▶ **WORK ITEM**: Take each line from the entries that holds "PromotionPrompt" and copy it out.

── EXERCISE MATERIALS ──

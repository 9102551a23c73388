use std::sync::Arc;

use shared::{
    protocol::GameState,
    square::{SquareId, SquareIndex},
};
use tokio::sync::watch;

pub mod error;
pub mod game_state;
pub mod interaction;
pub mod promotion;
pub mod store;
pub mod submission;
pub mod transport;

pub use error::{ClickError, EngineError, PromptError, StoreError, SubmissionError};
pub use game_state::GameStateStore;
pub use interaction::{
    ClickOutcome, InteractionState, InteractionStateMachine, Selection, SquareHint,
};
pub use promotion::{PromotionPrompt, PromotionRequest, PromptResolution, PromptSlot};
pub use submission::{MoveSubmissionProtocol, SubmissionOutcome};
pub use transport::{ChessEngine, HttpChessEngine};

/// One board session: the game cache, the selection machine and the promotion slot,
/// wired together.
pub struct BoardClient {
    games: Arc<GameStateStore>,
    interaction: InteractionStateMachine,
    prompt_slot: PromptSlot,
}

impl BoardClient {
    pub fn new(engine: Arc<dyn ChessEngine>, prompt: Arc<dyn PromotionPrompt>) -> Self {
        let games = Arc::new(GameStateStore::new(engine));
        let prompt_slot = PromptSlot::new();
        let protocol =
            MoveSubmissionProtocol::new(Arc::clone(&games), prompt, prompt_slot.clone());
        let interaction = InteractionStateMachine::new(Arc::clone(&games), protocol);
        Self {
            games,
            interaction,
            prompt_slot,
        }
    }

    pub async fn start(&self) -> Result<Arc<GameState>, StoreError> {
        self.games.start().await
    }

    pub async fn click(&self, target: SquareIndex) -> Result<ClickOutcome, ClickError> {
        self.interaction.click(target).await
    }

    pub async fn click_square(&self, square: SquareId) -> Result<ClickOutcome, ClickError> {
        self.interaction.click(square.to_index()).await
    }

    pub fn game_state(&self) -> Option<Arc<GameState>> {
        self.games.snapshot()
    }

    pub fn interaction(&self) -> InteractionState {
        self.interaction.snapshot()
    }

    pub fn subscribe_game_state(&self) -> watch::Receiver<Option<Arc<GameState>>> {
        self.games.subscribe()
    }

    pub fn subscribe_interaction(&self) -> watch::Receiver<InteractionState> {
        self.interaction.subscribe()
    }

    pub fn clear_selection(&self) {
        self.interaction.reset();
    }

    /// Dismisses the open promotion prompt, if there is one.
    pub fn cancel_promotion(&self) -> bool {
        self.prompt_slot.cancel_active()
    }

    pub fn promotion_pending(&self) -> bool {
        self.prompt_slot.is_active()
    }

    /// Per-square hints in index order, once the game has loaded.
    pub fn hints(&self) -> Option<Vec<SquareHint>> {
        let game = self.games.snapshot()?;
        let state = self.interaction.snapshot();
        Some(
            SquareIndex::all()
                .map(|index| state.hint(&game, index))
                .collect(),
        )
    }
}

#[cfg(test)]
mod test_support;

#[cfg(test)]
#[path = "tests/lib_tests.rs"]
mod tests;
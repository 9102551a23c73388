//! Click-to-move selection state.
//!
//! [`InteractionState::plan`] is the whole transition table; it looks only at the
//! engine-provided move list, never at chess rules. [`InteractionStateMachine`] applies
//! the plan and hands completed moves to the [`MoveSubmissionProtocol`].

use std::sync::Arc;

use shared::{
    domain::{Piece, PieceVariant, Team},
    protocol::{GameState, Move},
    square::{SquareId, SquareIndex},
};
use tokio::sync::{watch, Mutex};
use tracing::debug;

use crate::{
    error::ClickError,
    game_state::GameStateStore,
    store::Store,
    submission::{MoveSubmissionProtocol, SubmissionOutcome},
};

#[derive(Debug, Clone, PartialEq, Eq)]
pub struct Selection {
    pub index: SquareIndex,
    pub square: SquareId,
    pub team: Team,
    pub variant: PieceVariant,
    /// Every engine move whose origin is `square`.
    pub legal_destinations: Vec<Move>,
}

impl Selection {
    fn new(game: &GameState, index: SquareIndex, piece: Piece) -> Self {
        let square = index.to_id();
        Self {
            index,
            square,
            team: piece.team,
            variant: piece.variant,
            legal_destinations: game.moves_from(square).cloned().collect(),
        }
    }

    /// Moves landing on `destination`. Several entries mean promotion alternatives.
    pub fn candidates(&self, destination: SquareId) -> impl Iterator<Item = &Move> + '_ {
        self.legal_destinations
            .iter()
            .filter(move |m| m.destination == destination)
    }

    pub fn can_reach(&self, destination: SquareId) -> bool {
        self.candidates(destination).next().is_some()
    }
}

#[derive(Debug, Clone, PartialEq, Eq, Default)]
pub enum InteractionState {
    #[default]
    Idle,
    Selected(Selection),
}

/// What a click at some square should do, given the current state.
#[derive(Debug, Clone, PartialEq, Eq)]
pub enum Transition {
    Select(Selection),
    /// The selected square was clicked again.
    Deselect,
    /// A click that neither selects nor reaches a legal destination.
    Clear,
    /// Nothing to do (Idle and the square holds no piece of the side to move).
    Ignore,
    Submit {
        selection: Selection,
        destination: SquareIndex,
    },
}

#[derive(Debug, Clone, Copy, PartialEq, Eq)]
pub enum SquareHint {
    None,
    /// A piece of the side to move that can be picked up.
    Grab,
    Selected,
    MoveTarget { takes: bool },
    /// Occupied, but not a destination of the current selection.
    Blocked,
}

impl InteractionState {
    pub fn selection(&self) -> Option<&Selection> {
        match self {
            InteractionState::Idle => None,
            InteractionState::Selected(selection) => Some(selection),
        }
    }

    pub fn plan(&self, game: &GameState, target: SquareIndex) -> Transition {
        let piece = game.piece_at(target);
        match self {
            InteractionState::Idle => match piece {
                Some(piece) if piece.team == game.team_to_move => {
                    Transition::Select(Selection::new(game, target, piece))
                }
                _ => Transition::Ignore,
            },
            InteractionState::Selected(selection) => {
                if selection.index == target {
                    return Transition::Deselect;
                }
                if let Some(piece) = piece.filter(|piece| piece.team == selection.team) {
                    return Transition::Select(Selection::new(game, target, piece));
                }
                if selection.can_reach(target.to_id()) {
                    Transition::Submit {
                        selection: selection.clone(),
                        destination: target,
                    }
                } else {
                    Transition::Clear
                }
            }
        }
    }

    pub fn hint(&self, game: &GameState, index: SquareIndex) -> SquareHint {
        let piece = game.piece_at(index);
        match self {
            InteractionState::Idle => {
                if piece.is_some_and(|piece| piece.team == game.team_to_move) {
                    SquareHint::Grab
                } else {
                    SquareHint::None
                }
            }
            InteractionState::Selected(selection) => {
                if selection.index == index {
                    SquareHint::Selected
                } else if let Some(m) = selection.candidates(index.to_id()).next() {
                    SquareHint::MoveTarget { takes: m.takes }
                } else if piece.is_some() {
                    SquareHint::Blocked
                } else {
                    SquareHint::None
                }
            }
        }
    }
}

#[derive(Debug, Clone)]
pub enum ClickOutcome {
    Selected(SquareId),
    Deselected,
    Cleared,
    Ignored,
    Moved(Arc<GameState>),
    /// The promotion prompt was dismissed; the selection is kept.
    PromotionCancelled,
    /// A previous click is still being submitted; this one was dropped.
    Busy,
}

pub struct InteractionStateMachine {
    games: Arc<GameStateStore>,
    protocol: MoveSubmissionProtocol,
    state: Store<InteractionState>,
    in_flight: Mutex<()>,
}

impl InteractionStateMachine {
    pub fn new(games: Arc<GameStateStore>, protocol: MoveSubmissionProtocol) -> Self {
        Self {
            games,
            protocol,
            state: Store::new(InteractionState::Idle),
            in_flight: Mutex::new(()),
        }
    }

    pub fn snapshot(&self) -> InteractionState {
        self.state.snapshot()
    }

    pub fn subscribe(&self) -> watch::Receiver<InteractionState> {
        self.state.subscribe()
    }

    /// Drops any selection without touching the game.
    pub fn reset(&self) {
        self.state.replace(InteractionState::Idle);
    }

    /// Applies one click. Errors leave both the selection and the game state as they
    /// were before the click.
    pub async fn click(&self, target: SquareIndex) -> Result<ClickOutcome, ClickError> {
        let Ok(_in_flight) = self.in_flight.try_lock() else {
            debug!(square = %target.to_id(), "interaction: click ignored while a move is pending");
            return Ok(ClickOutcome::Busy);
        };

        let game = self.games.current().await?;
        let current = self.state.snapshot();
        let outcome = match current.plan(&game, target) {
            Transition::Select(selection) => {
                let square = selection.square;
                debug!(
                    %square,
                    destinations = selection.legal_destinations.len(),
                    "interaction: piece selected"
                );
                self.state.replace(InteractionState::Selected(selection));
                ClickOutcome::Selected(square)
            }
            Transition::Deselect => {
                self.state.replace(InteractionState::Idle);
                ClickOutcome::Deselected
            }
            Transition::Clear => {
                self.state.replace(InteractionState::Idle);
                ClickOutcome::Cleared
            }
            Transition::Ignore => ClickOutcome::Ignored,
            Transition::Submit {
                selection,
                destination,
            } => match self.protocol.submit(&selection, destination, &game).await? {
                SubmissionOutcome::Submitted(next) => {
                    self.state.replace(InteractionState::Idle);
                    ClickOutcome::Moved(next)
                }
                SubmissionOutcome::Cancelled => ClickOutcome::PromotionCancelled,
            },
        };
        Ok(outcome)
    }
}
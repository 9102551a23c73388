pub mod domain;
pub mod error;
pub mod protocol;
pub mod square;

───

▶ **RESPONSE AREA**:
pub use promotion::{PromotionPrompt, PromotionRequest, PromptResolution, PromptSlot};
    pub fn new(engine: Arc<dyn ChessEngine>, prompt: Arc<dyn PromotionPrompt>) -> Self {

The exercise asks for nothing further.